Anyway, no, you weren't given that {x_n} has a limit. You were asked to prove that x_n --> 0. Your previous argument that {x_n} is increasing and bounded above by 0 is what establishes that a limit exists: x_n --> x for some limit x, but you haven't established what x is, even though the statement of the problem claims it is 0. So, once again:

If you know x_n has an unknown limit of x as n --> oo, what happens if you take the limit of both sides of the equality?.
$$x_n = \sqrt{x_{n-1}+1}-1$$

 

[Newtime]

"You're left with 0 on the left and some other thing on the right." Really? What other thing?
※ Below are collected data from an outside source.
//! Result sinks
//!
//! A [`ResultSink`] receives each completed window. Sinks own their failure
//! handling: `emit` has no return value, and write errors are logged and
//! swallowed so the analysis loop keeps running.

use std::fmt;
use std::io::{self, Write};
use std::str::FromStr;

use serde::{Deserialize, Serialize};
use tracing::{info, warn};

use crate::types::{format_timestamp, Record, WindowResult};

/// Consumer of completed window results
pub trait ResultSink {
    /// Deliver one window result
    fn emit(&mut self, result: &WindowResult);
}

impl<F> ResultSink for F
where
    F: FnMut(&WindowResult),
{
    fn emit(&mut self, result: &WindowResult) {
        self(result)
    }
}

/// Report layout
#[derive(Debug, Clone, Copy, PartialEq, Eq, Default, Serialize, Deserialize)]
#[serde(rename_all = "lowercase")]
pub enum OutputFormat {
    /// Human-readable report blocks
    #[default]
    Text,
    /// One JSON object per window (JSON lines)
    Json,
}

impl FromStr for OutputFormat {
    type Err = String;

    fn from_str(s: &str) -> Result<Self, Self::Err> {
        match s.to_ascii_lowercase().as_str() {
            "text" => Ok(OutputFormat::Text),
            "json" => Ok(OutputFormat::Json),
            other => Err(format!(
                "unknown output format '{}', expected 'text' or 'json'",
                other
            )),
        }
    }
}

impl fmt::Display for OutputFormat {
    fn fmt(&self, f: &mut fmt::Formatter<'_>) -> fmt::Result {
        match self {
            OutputFormat::Text => write!(f, "text"),
            OutputFormat::Json => write!(f, "json"),
        }
    }
}

/// JSON view of one window
#[derive(Serialize)]
struct JsonWindow<'a> {
    window_start: String,
    window_end: String,
    window_start_ms: i64,
    window_end_ms: i64,
    total_records: usize,
    top: &'a [Record],
}

/// Writes window reports to any `Write` (stdout by default)
pub struct ConsoleSink<W: Write> {
    writer: W,
    format: OutputFormat,
    write_errors: u64,
}

impl ConsoleSink<io::Stdout> {
    /// Report to standard output
    pub fn stdout(format: OutputFormat) -> Self {
        Self::new(io::stdout(), format)
    }
}

impl<W: Write> ConsoleSink<W> {
    /// Report to the given writer
    pub fn new(writer: W, format: OutputFormat) -> Self {
        Self {
            writer,
            format,
            write_errors: 0,
        }
    }

    /// Number of failed writes so far
    pub fn write_errors(&self) -> u64 {
        self.write_errors
    }

    /// Consume the sink and return the writer
    pub fn into_inner(self) -> W {
        self.writer
    }

    fn write_text(&mut self, result: &WindowResult) -> io::Result<()> {
        let w = &mut self.writer;
        writeln!(
            w,
            "Time: {} - {}\n",
            format_timestamp(result.window.start),
            format_timestamp(result.window.end)
        )?;
        writeln!(w, "Max Number Of Cars Crossed Through\n")?;
        for record in &result.records {
            writeln!(w, "Traffic Light ID: {}", record.source_id)?;
            writeln!(w, "Number Of Cars Passed: {}\n", record.metric)?;
        }
        writeln!(w, "--------------------------------------\n")?;
        w.flush()
    }

    fn write_json(&mut self, result: &WindowResult) -> io::Result<()> {
        let view = JsonWindow {
            window_start: format_timestamp(result.window.start),
            window_end: format_timestamp(result.window.end),
            window_start_ms: result.window.start,
            window_end_ms: result.window.end,
            total_records: result.total_records,
            top: &result.records,
        };
        serde_json::to_writer(&mut self.writer, &view)?;
        self.writer.write_all(b"\n")?;
        self.writer.flush()
    }
}

impl<W: Write> ResultSink for ConsoleSink<W> {
    fn emit(&mut self, result: &WindowResult) {
        let outcome = match self.format {
            OutputFormat::Text => self.write_text(result),
            OutputFormat::Json => self.write_json(result),
        };

        if let Err(e) = outcome {
            self.write_errors += 1;
            warn!(
                error = %e,
                window_start = result.window.start,
                "Failed to write window result"
            );
        }
    }
}

/// Emits window results as structured log events
#[derive(Debug, Default, Clone, Copy)]
pub struct LogSink;

impl ResultSink for LogSink {
    fn emit(&mut self, result: &WindowResult) {
        for (rank, record) in result.records.iter().enumerate() {
            info!(
                window_start = %format_timestamp(result.window.start),
                window_end = %format_timestamp(result.window.end),
                rank = rank + 1,
                source_id = %record.source_id,
                metric = record.metric,
                "Congested sensor"
            );
        }
    }
}

#[cfg(test)]
mod tests {
    use super::*;
    use crate::types::Window;

    fn sample() -> WindowResult {
        WindowResult {
            window: Window {
                start: 8 * 3_600_000,
                end: 9 * 3_600_000,
            },
            records: vec![
                Record::new(8 * 3_600_000 + 60_000, "TL-3", 40),
                Record::new(8 * 3_600_000, "TL-1", 12),
            ],
            total_records: 5,
        }
    }

    #[test]
    fn test_text_report_layout() {
        let mut sink = ConsoleSink::new(Vec::new(), OutputFormat::Text);
        sink.emit(&sample());

        let out = String::from_utf8(sink.into_inner()).unwrap();
        assert!(out.starts_with("Time: 08:00:00 - 09:00:00\n"));
        assert!(out.contains("Max Number Of Cars Crossed Through"));

        let first = out.find("Traffic Light ID: TL-3").unwrap();
        let second = out.find("Traffic Light ID: TL-1").unwrap();
        assert!(first < second);
        assert!(out.contains("Number Of Cars Passed: 40"));
        assert!(out.contains("--------------------------------------"));
    }

    #[test]
    fn test_json_report() {
        let mut sink = ConsoleSink::new(Vec::new(), OutputFormat::Json);
        sink.emit(&sample());

        let out = String::from_utf8(sink.into_inner()).unwrap();
        assert_eq!(out.lines().count(), 1);

        let value: serde_json::Value = serde_json::from_str(out.trim()).unwrap();
        assert_eq!(value["window_start"], "08:00:00");
        assert_eq!(value["total_records"], 5);
        assert_eq!(value["top"][0]["source_id"], "TL-3");
        assert_eq!(value["top"][1]["metric"], 12);
    }

    struct BrokenPipe;

    impl Write for BrokenPipe {
        fn write(&mut self, _buf: &[u8]) -> io::Result<usize> {
            Err(io::Error::new(io::ErrorKind::BrokenPipe, "closed"))
        }

        fn flush(&mut self) -> io::Result<()> {
            Ok(())
        }
    }

    #[test]
    fn test_write_failure_is_swallowed() {
        let mut sink = ConsoleSink::new(BrokenPipe, OutputFormat::Text);
        sink.emit(&sample());
        sink.emit(&sample());
        assert_eq!(sink.write_errors(), 2);
    }

    #[test]
    fn test_output_format_from_str() {
        assert_eq!("TEXT".parse::<OutputFormat>(), Ok(OutputFormat::Text));
        assert_eq!("json".parse::<OutputFormat>(), Ok(OutputFormat::Json));
        assert!("xml".parse::<OutputFormat>().is_err());
    }

    #[test]
    fn test_log_sink_as_pipeline_sink() {
        use crate::config::PipelineConfig;
        use crate::ingestion::{VecSource, WhitespaceParser};
        use crate::pipeline::Pipeline;

        let report = Pipeline::new(PipelineConfig::default())
            .unwrap()
            .run(VecSource::new(["08:00 TL-1 4"]), WhitespaceParser::new(), LogSink)
            .unwrap();
        assert_eq!(report.metrics.windows_emitted, 1);
    }

    #[test]
    fn test_closure_sink() {
        let mut seen = Vec::new();
        {
            let mut sink = |r: &WindowResult| seen.push(r.total_records);
            sink.emit(&sample());
        }
        assert_eq!(seen, vec![5]);
    }
}
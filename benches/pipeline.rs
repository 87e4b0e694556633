use std::sync::Arc;
use std::thread;

use criterion::{black_box, criterion_group, criterion_main, BenchmarkId, Criterion, Throughput};
use kuba_congestion::aggregation::select_top_n;
use kuba_congestion::config::PipelineConfig;
use kuba_congestion::ingestion::{RecordParser, VecSource, WhitespaceParser};
use kuba_congestion::types::{Record, WindowResult};
use kuba_congestion::{BoundedQueue, Pipeline, WindowAggregator};

const RECORDS: u64 = 10_000;

fn sample_lines(count: u64) -> Vec<String> {
    (0..count)
        .map(|i| {
            let secs = i % 86_400;
            format!(
                "{:02}:{:02}:{:02} TL-{} {}",
                secs / 3600,
                secs / 60 % 60,
                secs % 60,
                i % 48,
                (i * 7919) % 500
            )
        })
        .collect()
}

fn bench_queue_handoff(c: &mut Criterion) {
    let mut group = c.benchmark_group("queue_handoff");
    group.throughput(Throughput::Elements(RECORDS));

    for capacity in [1usize, 50, 1_000] {
        group.bench_with_input(BenchmarkId::from_parameter(capacity), &capacity, |b, &cap| {
            b.iter(|| {
                let queue = Arc::new(BoundedQueue::new(cap).unwrap());
                let producer = {
                    let queue = Arc::clone(&queue);
                    thread::spawn(move || {
                        for i in 0..RECORDS {
                            queue.push(i).unwrap();
                        }
                        queue.close();
                    })
                };
                let mut sum = 0u64;
                while let Ok(v) = queue.pop() {
                    sum += v;
                }
                producer.join().unwrap();
                black_box(sum)
            })
        });
    }
    group.finish();
}

fn bench_parse(c: &mut Criterion) {
    let lines = sample_lines(RECORDS);
    let parser = WhitespaceParser::new();

    let mut group = c.benchmark_group("parse");
    group.throughput(Throughput::Elements(RECORDS));
    group.bench_function("whitespace", |b| {
        b.iter(|| {
            for line in &lines {
                black_box(parser.parse(line).unwrap());
            }
        })
    });
    group.finish();
}

fn bench_aggregation(c: &mut Criterion) {
    let parser = WhitespaceParser::new();
    let records: Vec<Record> = sample_lines(RECORDS)
        .iter()
        .map(|l| parser.parse(l).unwrap())
        .collect();

    let mut group = c.benchmark_group("aggregation");
    group.throughput(Throughput::Elements(RECORDS));

    for window_ms in [60_000i64, 3_600_000] {
        group.bench_with_input(BenchmarkId::new("window_ms", window_ms), &window_ms, |b, &w| {
            b.iter(|| {
                let mut agg = WindowAggregator::new(w, 3).unwrap();
                let mut emitted = 0usize;
                for record in records.iter().cloned() {
                    if agg.accept(record).is_some() {
                        emitted += 1;
                    }
                }
                emitted += agg.flush().map_or(0, |_| 1);
                black_box(emitted)
            })
        });
    }

    group.bench_function("select_top_3_of_10k", |b| {
        b.iter(|| black_box(select_top_n(records.clone(), 3)))
    });
    group.finish();
}

fn bench_end_to_end(c: &mut Criterion) {
    let lines = sample_lines(RECORDS);
    let config = PipelineConfig::default();

    let mut group = c.benchmark_group("pipeline");
    group.throughput(Throughput::Elements(RECORDS));
    group.sample_size(20);
    group.bench_function("hourly_top3", |b| {
        b.iter(|| {
            let mut windows = 0usize;
            Pipeline::new(config.clone())
                .unwrap()
                .run(VecSource::new(lines.clone()), WhitespaceParser::new(), |_: &WindowResult| {
                    windows += 1
                })
                .unwrap();
            black_box(windows)
        })
    });
    group.bench_function("hourly_top3_sequential", |b| {
        b.iter(|| {
            let mut windows = 0usize;
            Pipeline::new(config.clone())
                .unwrap()
                .run_sequential(VecSource::new(lines.clone()), WhitespaceParser::new(), |_: &WindowResult| {
                    windows += 1
                })
                .unwrap();
            black_box(windows)
        })
    });
    group.finish();
}

criterion_group!(
    benches,
    bench_queue_handoff,
    bench_parse,
    bench_aggregation,
    bench_end_to_end
);
criterion_main!(benches);
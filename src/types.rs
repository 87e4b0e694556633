//! Core data types used throughout the monitor
//!
//! # Key Types
//!
//! - **`Record`**: A single sensor reading (timestamp + source id + metric)
//! - **`Timestamp`**: Milliseconds on the stream's logical timeline
//! - **`Window`**: Half-open time bucket `[start, end)` used for aggregation
//! - **`WindowResult`**: The top-N records of one completed window
//!
//! # Example
//!
//! ```rust
//! use kuba_congestion::types::{Record, Window};
//!
//! let record = Record::new(70_000, "L7", 12);
//! let window = Window::containing(record.timestamp, 60_000);
//! assert_eq!(window.start, 60_000);
//! assert_eq!(window.end, 120_000);
//! assert!(window.contains(record.timestamp));
//! ```

use chrono::{DateTime, NaiveTime, Timelike, Utc};
use serde::{Deserialize, Serialize};
use std::fmt;

/// Timestamp in milliseconds
///
/// Dated inputs map to Unix epoch milliseconds; time-of-day inputs map to
/// milliseconds since midnight. Either way the aggregator only relies on a
/// single monotonic timeline.
pub type Timestamp = i64;

/// Milliseconds in one day
pub const MILLIS_PER_DAY: i64 = 86_400_000;

/// Timestamps below this are rendered as time of day plus a day count
///
/// Time-of-day streams that run past midnight land in `[1, 366)` days;
/// anything at or above is taken as a dated reading.
pub const TIME_OF_DAY_HORIZON: Timestamp = 366 * MILLIS_PER_DAY;

/// A single traffic sensor reading
///
/// Immutable once parsed. Ownership moves from the parser into the queue
/// and from the queue into the aggregator.
#[derive(Debug, Clone, PartialEq, Eq, Hash, Serialize, Deserialize)]
pub struct Record {
    /// When the reading was taken
    pub timestamp: Timestamp,
    /// Identifier of the sensor (traffic light)
    pub source_id: String,
    /// Congestion metric (number of cars observed)
    pub metric: u64,
}

impl Record {
    /// Create a new record
    pub fn new(timestamp: Timestamp, source_id: impl Into<String>, metric: u64) -> Self {
        Self {
            timestamp,
            source_id: source_id.into(),
            metric,
        }
    }
}

impl fmt::Display for Record {
    fn fmt(&self, f: &mut fmt::Formatter<'_>) -> fmt::Result {
        write!(
            f,
            "{} {} {}",
            format_timestamp(self.timestamp),
            self.source_id,
            self.metric
        )
    }
}

/// Half-open time window `[start, end)`
#[derive(Debug, Clone, Copy, PartialEq, Eq, Hash, Serialize, Deserialize)]
pub struct Window {
    /// Start timestamp (inclusive)
    pub start: Timestamp,
    /// End timestamp (exclusive)
    pub end: Timestamp,
}

impl Window {
    /// The window of length `duration_ms` that contains `timestamp`
    ///
    /// The start is `timestamp` floored to a multiple of `duration_ms`.
    /// Euclidean division keeps the floor correct for negative timestamps.
    /// `duration_ms` must be positive; callers validate it at construction.
    pub fn containing(timestamp: Timestamp, duration_ms: i64) -> Self {
        let start = timestamp.saturating_sub(timestamp.rem_euclid(duration_ms));
        Self {
            start,
            end: start.saturating_add(duration_ms),
        }
    }

    /// Check if a timestamp falls inside the window
    pub fn contains(&self, timestamp: Timestamp) -> bool {
        timestamp >= self.start && timestamp < self.end
    }

    /// Window length in milliseconds
    pub fn duration_ms(&self) -> i64 {
        self.end - self.start
    }
}

impl fmt::Display for Window {
    fn fmt(&self, f: &mut fmt::Formatter<'_>) -> fmt::Result {
        write!(
            f,
            "[{}, {})",
            format_timestamp(self.start),
            format_timestamp(self.end)
        )
    }
}

/// Result of one completed window
///
/// `records` holds at most N records ordered by metric descending, then
/// timestamp ascending, then source id ascending.
#[derive(Debug, Clone, PartialEq, Eq, Serialize, Deserialize)]
pub struct WindowResult {
    /// The window the records belong to
    pub window: Window,
    /// Top-N records of the window
    pub records: Vec<Record>,
    /// Number of records the window accumulated before selection
    pub total_records: usize,
}

/// Render a timestamp for reports
///
/// Values on the time-of-day timeline render as `HH:MM:SS`, with a `(+Nd)`
/// suffix once a stream has wrapped past midnight. Anything else is epoch
/// milliseconds and renders as `YYYY-MM-DD HH:MM:SS`.
pub fn format_timestamp(timestamp: Timestamp) -> String {
    if (0..TIME_OF_DAY_HORIZON).contains(&timestamp) {
        let days = timestamp / MILLIS_PER_DAY;
        let of_day = timestamp % MILLIS_PER_DAY;
        let secs = (of_day / 1000) as u32;
        let millis = (of_day % 1000) as u32;

        let time = match NaiveTime::from_num_seconds_from_midnight_opt(secs, millis * 1_000_000) {
            Some(t) if t.nanosecond() == 0 => t.format("%H:%M:%S").to_string(),
            Some(t) => t.format("%H:%M:%S%.3f").to_string(),
            None => of_day.to_string(),
        };
        if days == 0 {
            time
        } else {
            format!("{} (+{}d)", time, days)
        }
    } else {
        match DateTime::<Utc>::from_timestamp_millis(timestamp) {
            Some(dt) => dt.naive_utc().format("%Y-%m-%d %H:%M:%S").to_string(),
            None => timestamp.to_string(),
        }
    }
}
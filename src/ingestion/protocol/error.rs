//! Record parsing error types
//!
//! Provides detailed error types for line parsing failures with context
//! about the offending line.

use std::fmt;

/// Maximum context snippet length kept on an error
const MAX_CONTEXT_LEN: usize = 50;

/// Parse error with location and context
#[derive(Debug, Clone, PartialEq, Eq)]
pub struct ParseError {
    /// Kind of error that occurred
    pub kind: ParseErrorKind,
    /// Line number where error occurred (1-indexed)
    pub line: Option<usize>,
    /// The problematic input snippet (truncated if too long)
    pub context: Option<String>,
}

impl ParseError {
    /// Create a new parse error
    pub fn new(kind: ParseErrorKind) -> Self {
        Self {
            kind,
            line: None,
            context: None,
        }
    }

    /// Add line number to error
    pub fn at_line(mut self, line: usize) -> Self {
        self.line = Some(line);
        self
    }

    /// Add context snippet to error
    pub fn with_context(mut self, context: impl Into<String>) -> Self {
        let ctx = context.into();
        self.context = if ctx.chars().count() > MAX_CONTEXT_LEN {
            let truncated: String = ctx.chars().take(MAX_CONTEXT_LEN - 3).collect();
            Some(format!("{}...", truncated))
        } else {
            Some(ctx)
        };
        self
    }

    /// Blank lines and comments: skipped without a warning
    pub fn is_empty_input(&self) -> bool {
        matches!(self.kind, ParseErrorKind::EmptyInput)
    }
}

impl fmt::Display for ParseError {
    fn fmt(&self, f: &mut fmt::Formatter<'_>) -> fmt::Result {
        write!(f, "{}", self.kind)?;

        if let Some(line) = self.line {
            write!(f, " at line {}", line)?;
        }

        if let Some(ref ctx) = self.context {
            write!(f, " near '{}'", ctx)?;
        }

        Ok(())
    }
}

impl std::error::Error for ParseError {}

/// Kinds of parse errors that can occur
#[derive(Debug, Clone, PartialEq, Eq)]
pub enum ParseErrorKind {
    /// Blank line or comment
    EmptyInput,

    /// Line exceeds maximum allowed length
    InputTooLarge,

    /// A required field is absent
    MissingField {
        /// Name of the missing field
        field: &'static str,
    },

    /// More fields than the format allows
    TrailingInput {
        /// The unexpected extra text
        extra: String,
    },

    /// Timestamp could not be parsed in any accepted format
    InvalidTimestamp {
        /// The raw timestamp text
        value: String,
    },

    /// Metric is not a non-negative integer
    InvalidMetric {
        /// The raw metric text
        value: String,
        /// Description of what's wrong
        reason: String,
    },
}

impl fmt::Display for ParseErrorKind {
    fn fmt(&self, f: &mut fmt::Formatter<'_>) -> fmt::Result {
        match self {
            ParseErrorKind::EmptyInput => write!(f, "Empty input"),
            ParseErrorKind::InputTooLarge => write!(f, "Input exceeds maximum line length"),
            ParseErrorKind::MissingField { field } => write!(f, "Missing field '{}'", field),
            ParseErrorKind::TrailingInput { extra } => {
                write!(f, "Unexpected trailing input '{}'", extra)
            },
            ParseErrorKind::InvalidTimestamp { value } => {
                write!(f, "Invalid timestamp '{}'", value)
            },
            ParseErrorKind::InvalidMetric { value, reason } => {
                write!(f, "Invalid metric '{}': {}", value, reason)
            },
        }
    }
}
Anyway, no, you weren't given that {x_n} has a limit. You were asked to prove that x_n --> 0. Your previous argument that {x_n} is increasing and bounded above by 0 is what establishes that a limit exists: x_n --> x for some limit x, but you haven't established what x is, even though the statement of the problem claims it is 0. So, once again:

If you know x_n has an unknown limit of x as n --> oo, what happens if you take the limit of both sides of the equality?.
$$x_n = \sqrt{x_{n-1}+1}-1$$

I think that before reading this I was doing what you were talking about all along. Basically I took the limit of both sides of
$$x_n = \sqrt{x_{n-1}+1}-1$$
assuming that a limit existed and I called it "a." In doing so, on the left we get "a=..." and on the right we get some other stuff. Now here's where I'm fairly certain I am now doing it correctly but we'll see...

So i can easily construct a subsequence of x_n which converges (by a theorem in the book) to the same number a. This subsequence is x_n-1. So by a little algebra (is this valid) I get that a=sqrt(a+1)-1 and then a little algebra later we get that a=0 or a=-1. It's easy to show a cannot equal -1 thus a=0 which is the limit and we're done. I guess my only question is that algebraic/limit steps I took; when taking the limit of the right side, did you do it the way I described above or was I incorrect? Or should I add one to the left side and then square both sides and take the limit of the equality then? I'll be working on this throughout the night and refreshing this page every ten minutes or so but thanks again for all the help so far.

 

[LCKurtz]

I think you're on the right track now.